● **HOW TO COMPLETE THIS TASK**: In the entries that follow, how many lines contain "derive"? Please reply with only the number.

Saved data entries
• • • • •

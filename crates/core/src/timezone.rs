//! Timezone handling utilities
//!
//! Parses IANA zone identifiers and maps local wall-clock times to UTC
//! instants. Civil-time irregularities are resolved by a fixed policy:
//!
//! - DST gap (the local time does not exist): pushed forward by the gap's
//!   length, i.e. interpreted with the offset in force before the transition.
//! - DST overlap (the local time exists twice): the earlier instant, i.e. the
//!   pre-transition offset.

use chrono::{DateTime, Duration, LocalResult, NaiveDateTime, Offset, TimeZone, Utc};
use chrono_tz::Tz;
use serde::{Deserialize, Serialize};

use crate::error::{RecurrenceError, RecurrenceResult};

/// Parse an IANA timezone string (e.g., "Asia/Singapore", "Europe/London")
///
/// # Examples
///
/// ```
/// use cadence_core::timezone::parse_timezone;
///
/// let tz = parse_timezone("America/New_York").unwrap();
/// assert_eq!(tz.name(), "America/New_York");
/// ```
pub fn parse_timezone(tz_str: &str) -> RecurrenceResult<Tz> {
    tz_str
        .parse::<Tz>()
        .map_err(|_| RecurrenceError::InvalidTimezone(tz_str.to_string()))
}

/// Convert a local wall-clock time in `tz` to a UTC instant
///
/// Gaps and overlaps resolve per the module policy. Returns `None` only when
/// the instant lies outside chrono's representable range.
///
/// # Examples
///
/// ```
/// use chrono::NaiveDate;
/// use cadence_core::timezone::{parse_timezone, to_utc};
///
/// let tz = parse_timezone("America/New_York").unwrap();
/// // 02:30 does not exist on this day; it lands on 03:30 EDT
/// let local = NaiveDate::from_ymd_opt(2024, 3, 10).unwrap().and_hms_opt(2, 30, 0).unwrap();
/// let utc = to_utc(local, &tz).unwrap();
/// assert_eq!(utc.to_rfc3339(), "2024-03-10T07:30:00+00:00");
/// ```
pub fn to_utc(local: NaiveDateTime, tz: &Tz) -> Option<DateTime<Utc>> {
    match tz.from_local_datetime(&local) {
        LocalResult::Single(dt) => Some(dt.with_timezone(&Utc)),
        LocalResult::Ambiguous(first, second) => {
            let first = first.with_timezone(&Utc);
            let second = second.with_timezone(&Utc);
            tracing::debug!(%local, zone = tz.name(), "Ambiguous local time, using earlier offset");
            Some(first.min(second))
        }
        LocalResult::None => {
            let before = offset_before_gap(local, tz)?;
            tracing::debug!(%local, zone = tz.name(), "Non-existent local time, pushing forward");
            let utc = local.checked_sub_signed(before)?;
            Some(Utc.from_utc_datetime(&utc))
        }
    }
}

/// UTC offset in force shortly before a gap containing `local`
///
/// Reads the offset one day earlier; IANA zones never stack two transitions that close.
fn offset_before_gap(local: NaiveDateTime, tz: &Tz) -> Option<Duration> {
    let day_before = local.checked_sub_signed(Duration::days(1))?;
    let offset = tz.offset_from_utc_datetime(&day_before).fix();
    Some(Duration::seconds(i64::from(offset.local_minus_utc())))
}

/// Render a UTC instant as wall-clock time in `tz`
///
/// Returns `None` when the wall-clock time falls outside chrono's range.
pub fn to_local(utc: &DateTime<Utc>, tz: &Tz) -> Option<NaiveDateTime> {
    let naive = utc.naive_utc();
    let offset = tz.offset_from_utc_datetime(&naive).fix();
    naive.checked_add_signed(Duration::seconds(i64::from(offset.local_minus_utc())))
}

/// Validate that a timezone string is valid
///
/// Returns `Ok(())` if valid, `Err` otherwise
pub fn validate_timezone(tz_str: &str) -> RecurrenceResult<()> {
    parse_timezone(tz_str)?;
    Ok(())
}

/// A validated IANA timezone
#[derive(Debug, Clone, PartialEq, Eq, Serialize, Deserialize)]
#[serde(transparent)]
pub struct Timezone(String);

impl Timezone {
    /// Create a new Timezone if valid
    pub fn new(tz: &str) -> RecurrenceResult<Self> {
        validate_timezone(tz)?;
        Ok(Self(tz.to_string()))
    }

    /// Resolve to a `chrono_tz` zone
    ///
    /// Deserialized values are not checked, so this can still fail.
    pub fn resolve(&self) -> RecurrenceResult<Tz> {
        parse_timezone(&self.0)
    }

    /// Get the inner string
    pub fn as_str(&self) -> &str {
        &self.0
    }
}

impl std::fmt::Display for Timezone {
    fn fmt(&self, f: &mut std::fmt::Formatter<'_>) -> std::fmt::Result {
        write!(f, "{}", self.0)
    }
}
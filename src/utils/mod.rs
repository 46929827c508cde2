/*
 * SPDX-FileCopyrightText: 2023 Sebastiano Vigna
 *
 * SPDX-License-Identifier: Apache-2.0 OR LGPL-2.1-or-later
 */

/*!

Integer helpers shared by the header codec and the frequency table.

*/

mod math;
pub use math::*;
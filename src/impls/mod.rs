/*
 * SPDX-FileCopyrightText: 2023 Tommaso Fontana
 * SPDX-FileCopyrightText: 2023 Inria
 * SPDX-FileCopyrightText: 2023 Sebastiano Vigna
 *
 * SPDX-License-Identifier: Apache-2.0 OR LGPL-2.1-or-later
 */

/*!

Implementations of bit streams over byte slices.

[`MemBitReader`] and [`MemBitWriter`] are bounded cursors: they borrow a
byte slice and keep a `(byte position, bit offset)` pair pointing at the next
bit to read or write. Bits are stored MSB-first within each byte, so the
stream `1, 0, 0, 1, 0, 1, 1, 0` is the byte `0x96`.

Both cursors check the length of the slice before touching it: an operation
that does not fit returns
[`InsufficientSpace`](crate::error::HuffmanError::InsufficientSpace) and
leaves the cursor (and, for the writer, the slice) unchanged.

If you do not want to carry a cursor around, the underlying primitives
[`read_bits_at`] and [`write_bits_at`] work on a slice and a starting bit
offset, and return how far the cursor should advance.

*/

use crate::error::{HuffmanError, Result};

mod mem_bit_reader;
pub use mem_bit_reader::*;

mod mem_bit_writer;
pub use mem_bit_writer::*;

/// Check the arguments shared by all the bit primitives.
#[inline(always)]
fn check_args(bit_offset: u8, n: usize) -> Result<()> {
    if bit_offset >= 8 {
        return Err(HuffmanError::InvalidValue("bit offset must be in 0..8"));
    }
    if n == 0 || n > 64 {
        return Err(HuffmanError::InvalidValue("bit count must be in 1..=64"));
    }
    Ok(())
}

/// Number of bytes touched by a run of `n` bits starting at `bit_offset`.
#[inline(always)]
fn touched_bytes(bit_offset: u8, n: usize) -> usize {
    (bit_offset as usize + n).div_ceil(8)
}
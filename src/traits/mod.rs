/*
 * SPDX-FileCopyrightText: 2023 Tommaso Fontana
 * SPDX-FileCopyrightText: 2023 Inria
 *
 * SPDX-License-Identifier: Apache-2.0 OR LGPL-2.1-or-later
 */

/*!

Traits

*/

mod bit_stream;
pub use bit_stream::*;
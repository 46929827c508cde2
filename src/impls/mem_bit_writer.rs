/*
 * SPDX-FileCopyrightText: 2023 Tommaso Fontana
 * SPDX-FileCopyrightText: 2023 Inria
 * SPDX-FileCopyrightText: 2023 Sebastiano Vigna
 *
 * SPDX-License-Identifier: Apache-2.0 OR LGPL-2.1-or-later
 */

use super::{check_args, touched_bytes};
use crate::error::{HuffmanError, Result};
use crate::traits::*;

/// Write the lowest `n` bits of `value` starting at bit `bit_offset` of
/// `dst[0]`.
///
/// Returns the number of whole bytes the cursor must advance and the new bit
/// offset.
///
/// The bits of `dst[0]` preceding `bit_offset` are preserved, the bytes
/// covered entirely by the run are overwritten, and the bits of the last
/// touched byte following the run are cleared, so that a stream written
/// sequentially never contains stale bits past its end.
///
/// If `dst` contains fewer than `⌈(bit_offset + n) / 8⌉` bytes,
/// [`HuffmanError::InsufficientSpace`] is returned and `dst` is not modified.
///
/// # Example
/// ```
/// use huffword::prelude::*;
///
/// let mut data = [0xA5];
/// assert_eq!(write_bits_at(&mut data, 0, 0x08, 5).unwrap(), (0, 5));
/// assert_eq!(data, [0x40]);
/// ```
pub fn write_bits_at(dst: &mut [u8], bit_offset: u8, value: u64, n: usize) -> Result<(usize, u8)> {
    check_args(bit_offset, n)?;
    let window = dst
        .get_mut(..touched_bytes(bit_offset, n))
        .ok_or(HuffmanError::InsufficientSpace)?;

    let value = if n == 64 {
        value
    } else {
        value & ((1 << n) - 1)
    };
    let end = bit_offset as usize + n;
    let kept = window[0] & !(0xFF >> bit_offset);
    let buffer = ((kept as u128) << 120) | ((value as u128) << (128 - end));
    for (i, byte) in window.iter_mut().enumerate() {
        *byte = (buffer >> (120 - 8 * i)) as u8;
    }

    Ok((end / 8, (end % 8) as u8))
}

/// An implementation of [`BitWrite`] and [`BitSeek`] for a mutable byte
/// slice.
///
/// The slice is never reallocated: writes that do not fit fail with
/// [`HuffmanError::InsufficientSpace`] and leave both the slice and the
/// writer untouched.
///
/// # Example
/// ```
/// use huffword::prelude::*;
///
/// let mut data = [0xFF; 2];
/// let mut writer = MemBitWriter::new(&mut data);
///
/// assert_eq!(writer.write_bits(0b101, 3).unwrap(), 3);
/// assert_eq!(writer.write_bits(0x1F0, 9).unwrap(), 9);
/// assert_eq!((writer.byte_pos(), writer.bit_offset()), (1, 4));
/// assert_eq!(writer.remaining(), 1);
///
/// // five bits do not fit in the four bits left
/// assert!(writer.write_bits(0, 5).is_err());
/// assert_eq!(writer.written_bytes(), 2);
/// assert_eq!(data, [0b1011_1111, 0b0000_0000]);
/// ```
#[derive(Debug, PartialEq, Eq)]
pub struct MemBitWriter<'a> {
    data: &'a mut [u8],
    byte_pos: usize,
    bit_offset: u8,
}

impl<'a> MemBitWriter<'a> {
    /// Create a new [`MemBitWriter`] positioned at the first bit of `data`.
    #[must_use]
    pub fn new(data: &'a mut [u8]) -> Self {
        Self {
            data,
            byte_pos: 0,
            bit_offset: 0,
        }
    }

    /// Create a new [`MemBitWriter`] positioned at bit `bit_offset` of byte
    /// `byte_pos`.
    pub fn with_position(data: &'a mut [u8], byte_pos: usize, bit_offset: u8) -> Result<Self> {
        if bit_offset >= 8 {
            return Err(HuffmanError::InvalidValue("bit offset must be in 0..8"));
        }
        let mut writer = Self::new(data);
        writer.set_bit_pos(byte_pos as u64 * 8 + bit_offset as u64)?;
        Ok(writer)
    }

    /// The index of the byte containing the next bit.
    #[inline]
    pub fn byte_pos(&self) -> usize {
        self.byte_pos
    }

    /// The offset of the next bit inside its byte, in `0..8`.
    #[inline]
    pub fn bit_offset(&self) -> u8 {
        self.bit_offset
    }

    /// The number of bytes from the current byte (included) to the end of
    /// the slice.
    #[inline]
    pub fn remaining(&self) -> usize {
        self.data.len() - self.byte_pos
    }

    /// The number of bytes holding at least one written bit, assuming the
    /// stream was written from the start of the slice.
    pub fn written_bytes(&self) -> usize {
        self.byte_pos + (self.bit_offset != 0) as usize
    }

    /// Return the underlying slice, consuming the writer.
    pub fn into_inner(self) -> &'a mut [u8] {
        self.data
    }
}

impl BitWrite for MemBitWriter<'_> {
    #[inline]
    fn write_bits(&mut self, value: u64, n: usize) -> Result<usize> {
        let (advance, bit_offset) =
            write_bits_at(&mut self.data[self.byte_pos..], self.bit_offset, value, n)?;
        self.byte_pos += advance;
        self.bit_offset = bit_offset;
        Ok(n)
    }

    #[inline]
    fn remaining_bits(&self) -> u64 {
        self.remaining() as u64 * 8 - self.bit_offset as u64
    }
}

impl BitSeek for MemBitWriter<'_> {
    #[inline]
    fn bit_pos(&self) -> u64 {
        self.byte_pos as u64 * 8 + self.bit_offset as u64
    }

    fn set_bit_pos(&mut self, bit_pos: u64) -> Result<()> {
        if bit_pos > self.data.len() as u64 * 8 {
            return Err(HuffmanError::InvalidValue(
                "bit position past the end of the stream",
            ));
        }
        self.byte_pos = (bit_pos / 8) as usize;
        self.bit_offset = (bit_pos % 8) as u8;
        Ok(())
    }
}
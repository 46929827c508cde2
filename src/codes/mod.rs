/*
 * SPDX-FileCopyrightText: 2023 Tommaso Fontana
 * SPDX-FileCopyrightText: 2023 Inria
 * SPDX-FileCopyrightText: 2023 Sebastiano Vigna
 *
 * SPDX-License-Identifier: Apache-2.0 OR LGPL-2.1-or-later
 */

/*!

Codes for word indices.

Once a [`FrequencyTable`](crate::table::FrequencyTable) has been built, each
word is identified by its index in the
[ranking](crate::table::FrequencyTable::ranked), 0 being the most frequent
word. A [`WordMapping`] turns indices into prefix-free codewords; the first
few codewords of the mappings in this module are:

| Index | [`OneHot`] | [`FixedDepthTree`] (depth 1) |
|-------|-----------:|-----------------------------:|
| 0     |          1 |                            1 |
| 1     |         01 |                          011 |
| 2     |        001 |                          010 |
| 3     |       0001 |                         0011 |
| 4     |      00001 |                         0010 |
| 5     |     000001 |                        00011 |

Codewords are written to a [`BitWrite`](crate::traits::BitWrite) and read
from a [`BitRead`](crate::traits::BitRead); reading needs the number of
unique words, which is stored in the
[`HuffmanHeader`](crate::header::HuffmanHeader), to reject indices that do
not correspond to any word.

*/

pub mod mapping;
pub use mapping::{FixedDepthTree, OneHot, WordMapping};
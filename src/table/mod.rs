/*
 * SPDX-FileCopyrightText: 2023 Tommaso Fontana
 * SPDX-FileCopyrightText: 2023 Inria
 * SPDX-FileCopyrightText: 2023 Sebastiano Vigna
 *
 * SPDX-License-Identifier: Apache-2.0 OR LGPL-2.1-or-later
 */

/*!

Word frequency tables.

A [`FrequencyTable`] counts the occurrences of fixed-width words in a byte
stream. It is an open-addressing hash table with linear probing: the home
slot of a word `w` in a table of `s` slots is `w % s`, and the following
slots (wrapping around) are scanned until the word or an empty slot is
found. A slot is empty when its count is zero.

The table grows on demand, doubling its number of slots up to the number of
distinct words representable with the word size (but never beyond
[`MAX_TABLE_SIZE`]).

[`FrequencyTable::build`] scans a whole source and returns the table
together with the [`HuffmanHeader`](crate::header::HuffmanHeader)
describing it:

```
use huffword::prelude::*;

let source = [0x1B; 1024]; // 00 01 10 11
let (header, table) = FrequencyTable::build(&source, 2)?;

assert_eq!(header.unique_words, 4);
assert_eq!(header.pad_bits, 0);
for word in 0..4 {
    assert_eq!(table.get(word), Some(1024));
}
# Ok::<(), HuffmanError>(())
```

Plain modulo hashing clusters badly on structured inputs, such as words
that are multiples of the table size; it is kept because it makes the slot
of a word predictable.

*/

mod frequency_table;
pub use frequency_table::*;

mod build;
pub use build::*;

/// The largest number of slots of a table.
pub const MAX_TABLE_SIZE: usize = 1 << 59;

/// The largest number of slots allocated before the first word is seen.
pub const MAX_INITIAL_CAPACITY: usize = 1 << 16;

• • • • •

● **EXPECTED ANSWER**: 2